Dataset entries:
|---|
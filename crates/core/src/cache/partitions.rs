//! Partition lifecycle: open, list, delete.

use super::connection::CacheDb;
use crate::Error;
use tokio_rusqlite::params;

impl CacheDb {
    /// Open a partition, creating it if absent.
    pub async fn open_partition(&self, name: &str) -> Result<(), Error> {
        let name = name.to_string();
        let created_at = chrono::Utc::now().to_rfc3339();
        self.conn
            .call(move |conn| -> Result<(), Error> {
                conn.execute(
                    "INSERT OR IGNORE INTO partitions (name, created_at) VALUES (?1, ?2)",
                    params![name, created_at],
                )?;
                Ok(())
            })
            .await
            .map_err(Error::from)
    }

    /// Check whether a partition exists.
    pub async fn has_partition(&self, name: &str) -> Result<bool, Error> {
        let name = name.to_string();
        self.conn
            .call(move |conn| -> Result<bool, Error> {
                let exists = conn.query_row(
                    "SELECT EXISTS(SELECT 1 FROM partitions WHERE name = ?1)",
                    params![name],
                    |row| row.get(0),
                )?;
                Ok(exists)
            })
            .await
            .map_err(Error::from)
    }

    /// Names of all partitions in creation order.
    pub async fn partition_names(&self) -> Result<Vec<String>, Error> {
        self.conn
            .call(|conn| -> Result<Vec<String>, Error> {
                let mut stmt = conn.prepare("SELECT name FROM partitions ORDER BY rowid")?;
                let names = stmt
                    .query_map([], |row| row.get(0))?
                    .collect::<Result<Vec<String>, _>>()?;
                Ok(names)
            })
            .await
            .map_err(Error::from)
    }

    /// Delete a partition and every entry in it.
    ///
    /// Returns false if the partition did not exist; deleting twice is harmless.
    pub async fn delete_partition(&self, name: &str) -> Result<bool, Error> {
        let name = name.to_string();
        self.conn
            .call(move |conn| -> Result<bool, Error> {
                let deleted = conn.execute("DELETE FROM partitions WHERE name = ?1", params![name])?;
                Ok(deleted > 0)
            })
            .await
            .map_err(Error::from)
    }
}
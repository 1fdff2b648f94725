//! Network-fetch primitive.
//!
//! ### Response typing
//! - Final URL same-origin with the worker scope: `basic`
//! - Cross-origin, request mode `no-cors`: `opaque` (status 0, no headers, no body)
//! - Cross-origin otherwise: `cors`
//!
//! ### Limits
//! - Max redirects: 5
//! - Max body bytes: 5MB (configurable)
//! - No timeout unless one is configured
//!
//! Non-2xx statuses are ordinary responses here; only transport failures
//! are errors.

pub mod url;

use std::time::{Duration, Instant};

use async_trait::async_trait;
use reqwest::{Client, Method};
use volta_core::{Error, Headers, Request, RequestMode, Response, ResponseType};

pub use self::url::{STREAMING_SCHEMES, UrlError, is_streaming, resolve, same_origin};

/// Issues a request over the network.
///
/// The worker only depends on this trait, so tests and embedders can supply
/// their own transport.
#[async_trait]
pub trait Network: Send + Sync {
    async fn fetch(&self, request: Request) -> Result<Response, Error>;
}

/// Configuration for the fetch client.
#[derive(Debug, Clone)]
pub struct FetchConfig {
    /// Origin the worker runs under; decides `basic` vs cross-origin typing.
    pub origin: ::url::Url,

    /// User agent string (default: "volta/0.1")
    pub user_agent: String,

    /// Maximum response body size in bytes (default: 5MB)
    pub max_bytes: usize,

    /// Request timeout (default: none)
    pub timeout: Option<Duration>,

    /// Maximum number of redirects to follow (default: 5)
    pub max_redirects: usize,
}

impl FetchConfig {
    pub fn new(origin: ::url::Url) -> Self {
        Self {
            origin,
            user_agent: "volta/0.1".to_string(),
            max_bytes: 5 * 1024 * 1024,
            timeout: None,
            max_redirects: 5,
        }
    }
}

/// reqwest-backed [`Network`].
pub struct FetchClient {
    http: Client,
    config: FetchConfig,
}

impl FetchClient {
    /// Create a new fetch client with the given configuration.
    pub fn new(config: FetchConfig) -> Result<Self, Error> {
        let mut builder = Client::builder()
            .user_agent(&config.user_agent)
            .redirect(reqwest::redirect::Policy::limited(config.max_redirects))
            .use_rustls_tls()
            .gzip(true)
            .brotli(true)
            .deflate(true);

        if let Some(timeout) = config.timeout {
            builder = builder.timeout(timeout);
        }

        let http = builder
            .build()
            .map_err(|e| Error::Network(format!("failed to build HTTP client: {e}")))?;

        Ok(Self { http, config })
    }

    /// Get reference to the configuration.
    pub fn config(&self) -> &FetchConfig {
        &self.config
    }

    fn classify(&self, final_url: &::url::Url, mode: RequestMode) -> ResponseType {
        if same_origin(&self.config.origin, final_url) {
            ResponseType::Basic
        } else if mode == RequestMode::NoCors {
            ResponseType::Opaque
        } else {
            ResponseType::Cors
        }
    }
}

#[async_trait]
impl Network for FetchClient {
    async fn fetch(&self, request: Request) -> Result<Response, Error> {
        let start = Instant::now();
        let method = Method::from_bytes(request.method.to_ascii_uppercase().as_bytes())
            .map_err(|e| Error::InvalidInput(format!("invalid method {}: {e}", request.method)))?;

        let mut builder = self.http.request(method, request.url.as_str());
        for (name, value) in request.headers.iter() {
            builder = builder.header(name, value);
        }
        if let Some(body) = request.body {
            builder = builder.body(body);
        }

        let response = builder
            .send()
            .await
            .map_err(|e| Error::Network(format!("{}: {e}", request.url)))?;

        if let Some(len) = response.content_length()
            && len as usize > self.config.max_bytes
        {
            return Err(Error::FetchTooLarge(format!("{len} bytes exceeds {}", self.config.max_bytes)));
        }

        let status = response.status();
        let final_url = response.url().clone();
        let response_type = self.classify(&final_url, request.mode);

        let headers: Headers = response
            .headers()
            .iter()
            .filter_map(|(name, value)| value.to_str().ok().map(|v| (name.as_str().to_string(), v.to_string())))
            .collect();

        let body = response
            .bytes()
            .await
            .map_err(|e| Error::Network(format!("failed to read response: {e}")))?;

        if body.len() > self.config.max_bytes {
            return Err(Error::FetchTooLarge(format!("{} bytes exceeds {}", body.len(), self.config.max_bytes)));
        }

        tracing::debug!(
            "fetched {} -> {} {} ({}) in {}ms ({} bytes)",
            request.url,
            final_url,
            status.as_u16(),
            response_type,
            start.elapsed().as_millis(),
            body.len()
        );

        if response_type == ResponseType::Opaque {
            return Ok(Response {
                status: 0,
                status_text: String::new(),
                headers: Headers::new(),
                body: bytes::Bytes::new(),
                url: None,
                response_type,
            });
        }

        Ok(Response {
            status: status.as_u16(),
            status_text: status.canonical_reason().unwrap_or_default().to_string(),
            headers,
            body,
            url: Some(final_url),
            response_type,
        })
    }
}
//! Fetch interception: cache first, then network, then the offline document.

use volta_client::is_streaming;
use volta_core::{Error, Request, Response};

use crate::wait::{Extended, WaitUntil};
use crate::worker::Worker;

/// What the worker answered for one page request.
#[derive(Debug, Clone)]
pub enum FetchOutcome {
    /// Not intercepted; the page talks to the network directly.
    Passthrough,
    /// Served from the current partition without touching the network.
    Cache(Response),
    /// Fetched from the network. `stored` is true when a copy is being
    /// written to the current partition.
    Network { response: Response, stored: bool },
    /// Network failed; the cached offline document stands in for an HTML request.
    Fallback(Response),
    /// Network failed and nothing can stand in. The page sees a failed fetch.
    Unresolved { reason: String },
}

impl FetchOutcome {
    /// The response handed back to the page, if any.
    pub fn response(&self) -> Option<&Response> {
        match self {
            FetchOutcome::Cache(response)
            | FetchOutcome::Network { response, .. }
            | FetchOutcome::Fallback(response) => Some(response),
            FetchOutcome::Passthrough | FetchOutcome::Unresolved { .. } => None,
        }
    }

    pub fn source(&self) -> &'static str {
        match self {
            FetchOutcome::Passthrough => "passthrough",
            FetchOutcome::Cache(_) => "cache",
            FetchOutcome::Network { .. } => "network",
            FetchOutcome::Fallback(_) => "fallback",
            FetchOutcome::Unresolved { .. } => "unresolved",
        }
    }
}

impl Worker {
    /// Answer a page request.
    ///
    /// The network response is returned without waiting for the cache write;
    /// that write is in the returned `wait_until`.
    pub async fn handle_fetch(&self, request: Request) -> Result<Extended<FetchOutcome>, Error> {
        if is_streaming(&request.url) {
            return Ok(Extended::now(FetchOutcome::Passthrough));
        }

        if !self.state().can_intercept_fetch() {
            tracing::debug!(url = %request.url, state = %self.state(), "worker not in control, passing through");
            return Ok(Extended::now(FetchOutcome::Passthrough));
        }

        let tag = self.version_tag();

        if let Some(response) = self.cache.match_request(tag, &request).await? {
            tracing::debug!(url = %request.url, "cache hit");
            return Ok(Extended::now(FetchOutcome::Cache(response)));
        }

        match self.network.fetch(request.clone()).await {
            Ok(response) if response.is_cacheable() && request.is_get() => {
                let copy = response.clone();
                let cache = self.cache.clone();
                let partition = tag.to_string();

                let mut wait_until = WaitUntil::new();
                wait_until.spawn(async move { cache.put(&partition, &request, &copy).await });

                Ok(Extended { value: FetchOutcome::Network { response, stored: true }, wait_until })
            }
            Ok(response) => {
                tracing::debug!(
                    url = %request.url,
                    status = response.status,
                    response_type = %response.response_type,
                    "not caching response"
                );
                Ok(Extended::now(FetchOutcome::Network { response, stored: false }))
            }
            Err(e) => {
                tracing::warn!(url = %request.url, error = %e, "network request failed");
                self.offline_fallback(&request, &e).await.map(Extended::now)
            }
        }
    }

    async fn offline_fallback(&self, request: &Request, cause: &Error) -> Result<FetchOutcome, Error> {
        if !request.accepts_html() {
            return Ok(FetchOutcome::Unresolved { reason: cause.to_string() });
        }

        match self.cache.match_url(self.version_tag(), &self.offline_document).await? {
            Some(document) => Ok(FetchOutcome::Fallback(document)),
            None => Ok(FetchOutcome::Unresolved { reason: format!("{cause}; no offline document cached") }),
        }
    }
}
//! Background sync and periodic sync relays.

use serde::Serialize;
use volta_core::Error;

use crate::worker::Worker;

#[derive(Debug, Clone, PartialEq, Eq, Serialize)]
#[serde(tag = "result", content = "tag", rename_all = "snake_case")]
pub enum SyncOutcome {
    /// The tag matched and its routine finished.
    Completed(String),
    /// Unknown tag; nothing ran.
    Ignored(String),
}

impl Worker {
    /// One-off background sync. Runs the data sync routine for the data tag.
    pub async fn handle_sync(&self, tag: &str) -> Result<SyncOutcome, Error> {
        if tag != self.config.sync.data_tag {
            tracing::debug!(tag, "ignoring sync tag");
            return Ok(SyncOutcome::Ignored(tag.to_string()));
        }

        self.sync.sync_data().await?;
        Ok(SyncOutcome::Completed(tag.to_string()))
    }

    /// Periodic sync. Runs the market data update for the periodic tag.
    pub async fn handle_periodic_sync(&self, tag: &str) -> Result<SyncOutcome, Error> {
        if tag != self.config.sync.periodic_tag {
            tracing::debug!(tag, "ignoring periodic sync tag");
            return Ok(SyncOutcome::Ignored(tag.to_string()));
        }

        self.sync.update_market_data().await?;
        Ok(SyncOutcome::Completed(tag.to_string()))
    }
}
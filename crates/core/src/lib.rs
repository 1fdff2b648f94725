//! Core types and shared functionality for volta.
//!
//! This crate provides:
//! - Partitioned cache store with SQLite backend
//! - Request/response values
//! - Unified error types
//! - Layered configuration

pub mod cache;
pub mod config;
pub mod error;
pub mod http;

pub use cache::{CacheDb, CachedEntry};
pub use config::{AppConfig, ConfigError, WorkerConfig};
pub use error::Error;
pub use http::{Headers, Request, RequestMode, Response, ResponseType};
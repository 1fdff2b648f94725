//! Errors raised while turning tool parameters into worker events.
//!
//! Failures inside the worker use `volta_core::Error`, which converts to
//! `McpError` on its own.

use rmcp::model::{ErrorCode, ErrorData as McpError};

#[derive(Debug, thiserror::Error)]
pub enum HostError {
    /// Tool parameters do not describe a valid event.
    #[error("INVALID_INPUT: {0}")]
    InvalidInput(String),

    /// A notification click arrived before any notification was shown.
    #[error("NO_NOTIFICATION: no notification is currently displayed")]
    NoNotification,

    /// The worker answered with an outcome of another event kind.
    #[error("UNEXPECTED_OUTCOME: {0}")]
    UnexpectedOutcome(String),
}

impl From<HostError> for McpError {
    fn from(err: HostError) -> Self {
        let (code, message) = match &err {
            HostError::InvalidInput(msg) => (-32602, msg.clone()),
            HostError::NoNotification => (-32010, "no notification is currently displayed".to_string()),
            HostError::UnexpectedOutcome(msg) => (-32603, msg.clone()),
        };

        McpError { code: ErrorCode(code), message: message.into(), data: None }
    }
}

#[cfg(test)]
mod tests {
    use super::*;

    #[test]
    fn test_host_error_codes() {
        let err: McpError = HostError::InvalidInput("method".into()).into();
        assert_eq!(err.code, ErrorCode(-32602));
        assert_eq!(err.message, "method");

        let err: McpError = HostError::NoNotification.into();
        assert_eq!(err.code, ErrorCode(-32010));
    }
}
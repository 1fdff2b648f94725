//! volta-mcp entry point.
//!
//! Boots one worker generation and serves its events as MCP tools on stdio.
//! Logging goes to stderr to avoid interfering with the JSON-RPC protocol on stdout.

use std::sync::Arc;

use anyhow::Result;
use rmcp::service::serve_server;
use rmcp::transport::io::stdio;
use tracing_subscriber::EnvFilter;
use volta_client::{FetchClient, FetchConfig};
use volta_core::{AppConfig, CacheDb};
use volta_worker::Worker;

mod error;
mod handler;
mod host;
mod tools;

#[tokio::main]
async fn main() -> Result<()> {
    tracing_subscriber::fmt()
        .with_env_filter(EnvFilter::from_default_env())
        .with_writer(std::io::stderr)
        .json()
        .init();

    let config = AppConfig::load()?;
    let scope = config.worker.scope_url()?;

    tracing::info!(
        version = %config.worker.version_tag,
        scope = %scope,
        db = %config.db_path.display(),
        "Starting volta-mcp on stdio transport"
    );

    let cache = CacheDb::open(&config.db_path).await?;

    let mut fetch = FetchConfig::new(scope);
    fetch.user_agent = config.user_agent.clone();
    fetch.max_bytes = config.max_bytes;
    fetch.timeout = config.timeout();
    let network = FetchClient::new(fetch)?;

    let host = Arc::new(host::HostPlatform::new(config.periodic_sync));
    let worker = Worker::new(Arc::new(config.worker), cache, Arc::new(network), host.clone())?;
    tracing::debug!(events = ?worker.registered_events(), "handlers registered");

    let handler = handler::VoltaServer::new(Arc::new(worker), host);
    let server = serve_server(handler, stdio()).await?;

    server.waiting().await?;

    Ok(())
}
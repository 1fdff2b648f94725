//! Messages posted by the hosting page.
//!
//! The only recognized message is `{ "type": "CACHE_NEW_ASSET", "url": "..." }`,
//! which adds one URL to the current partition without a new version tag.

use serde::{Deserialize, Serialize};
use serde_json::Value;
use url::Url;
use volta_client::resolve;
use volta_core::{Error, Request};

use crate::wait::{Extended, WaitUntil};
use crate::worker::Worker;

pub const CACHE_NEW_ASSET: &str = "CACHE_NEW_ASSET";

#[derive(Debug, Deserialize)]
struct PageMessage {
    #[serde(rename = "type")]
    kind: String,
    url: Option<String>,
}

#[derive(Debug, Clone, PartialEq, Eq, Serialize)]
#[serde(tag = "result", content = "url", rename_all = "snake_case")]
pub enum MessageOutcome {
    /// Fetch-and-store of this URL is running in the event's `wait_until`.
    Caching(Url),
    Ignored,
}

impl Worker {
    /// Handle a page message. Unrecognized or malformed messages are ignored.
    pub async fn handle_message(&self, data: &Value) -> Result<Extended<MessageOutcome>, Error> {
        let message = match PageMessage::deserialize(data) {
            Ok(message) if message.kind == CACHE_NEW_ASSET => message,
            _ => {
                tracing::debug!("ignoring page message");
                return Ok(Extended::now(MessageOutcome::Ignored));
            }
        };

        let Some(raw_url) = message.url else {
            tracing::debug!("{CACHE_NEW_ASSET} without url");
            return Ok(Extended::now(MessageOutcome::Ignored));
        };

        let url = resolve(&self.scope, &raw_url).map_err(|e| Error::InvalidUrl(format!("{raw_url}: {e}")))?;
        let request = Request::get(url.clone());
        let network = self.network.clone();
        let cache = self.cache.clone();
        let partition = self.version_tag().to_string();

        let mut wait_until = WaitUntil::new();
        wait_until.spawn(async move {
            let response = network.fetch(request.clone()).await?;
            if !response.is_ok() {
                return Err(Error::HttpError(format!("{}: status {}", request.url, response.status)));
            }
            cache.put(&partition, &request, &response).await?;
            tracing::info!(url = %request.url, partition = %partition, "cached new asset");
            Ok(())
        });

        Ok(Extended { value: MessageOutcome::Caching(url), wait_until })
    }
}
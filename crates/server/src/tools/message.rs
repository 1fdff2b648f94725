//! sw_message tool implementation.

use rmcp::{ErrorData as McpError, model::CallToolResult};
use schemars::JsonSchema;
use serde::{Deserialize, Serialize};
use serde_json::Value;
use volta_worker::{Event, MessageOutcome, Outcome, Worker};

use super::{dispatch_and_settle, json_result};
use crate::error::HostError;

/// Input parameters for the sw_message tool.
#[derive(Debug, Clone, Serialize, Deserialize, JsonSchema)]
pub struct MessageParams {
    /// Message posted by the page, e.g. `{"type": "CACHE_NEW_ASSET", "url": "/data.json"}`.
    pub data: Value,
}

#[derive(Debug, Clone, Serialize)]
pub struct MessageOutput {
    #[serde(flatten)]
    pub outcome: MessageOutcome,
    /// Set when the asset was fetched and stored.
    pub cached: bool,
    pub error: Option<String>,
}

/// Implementation of the sw_message tool.
pub async fn message_impl(worker: &Worker, params: MessageParams) -> Result<CallToolResult, McpError> {
    match dispatch_and_settle(worker, Event::Message { data: params.data }).await? {
        (Outcome::Message(outcome), error) => {
            let cached = matches!(outcome, MessageOutcome::Caching(_)) && error.is_none();
            json_result(&MessageOutput { outcome, cached, error })
        }
        (other, _) => Err(HostError::UnexpectedOutcome(format!("{other:?}")).into()),
    }
}

#[cfg(test)]
mod tests {
    use super::*;
    use crate::tools::test_support::{fixture, output};
    use serde_json::json;
    use wiremock::matchers::{method, path};
    use wiremock::{Mock, MockServer, ResponseTemplate};

    #[tokio::test]
    async fn test_cache_new_asset() {
        let server = MockServer::start().await;
        Mock::given(method("GET"))
            .and(path("/foo.json"))
            .respond_with(ResponseTemplate::new(200).set_body_string("{\"foo\":true}"))
            .mount(&server)
            .await;
        let f = fixture(&server, &[], false).await;

        let params = MessageParams { data: json!({ "type": "CACHE_NEW_ASSET", "url": "/foo.json" }) };
        let out = output(&message_impl(&f.worker, params).await.unwrap());
        assert_eq!(out["result"], "caching");
        assert_eq!(out["url"], format!("{}/foo.json", server.uri()));
        assert_eq!(out["cached"], true);

        let entries = f.cache.entries("test-v1").await.unwrap();
        assert_eq!(entries.len(), 1);
        assert_eq!(&entries[0].response.body[..], b"{\"foo\":true}");
    }

    #[tokio::test]
    async fn test_cache_new_asset_http_error_reported() {
        let server = MockServer::start().await;
        let f = fixture(&server, &[], false).await;

        let params = MessageParams { data: json!({ "type": "CACHE_NEW_ASSET", "url": "/missing.json" }) };
        let out = output(&message_impl(&f.worker, params).await.unwrap());
        assert_eq!(out["cached"], false);
        assert!(out["error"].as_str().unwrap().starts_with("HTTP_ERROR"));
    }

    #[tokio::test]
    async fn test_unknown_message_ignored() {
        let server = MockServer::start().await;
        let f = fixture(&server, &[], false).await;

        let params = MessageParams { data: json!({ "type": "SKIP_WAITING" }) };
        let out = output(&message_impl(&f.worker, params).await.unwrap());
        assert_eq!(out["result"], "ignored");
        assert_eq!(out["cached"], false);
    }
}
|---|
**EXERCISE DESCRIPTION**
In the entries above, how many lines include the word "nothing"? Give only that number.

**TASK RESULT**
2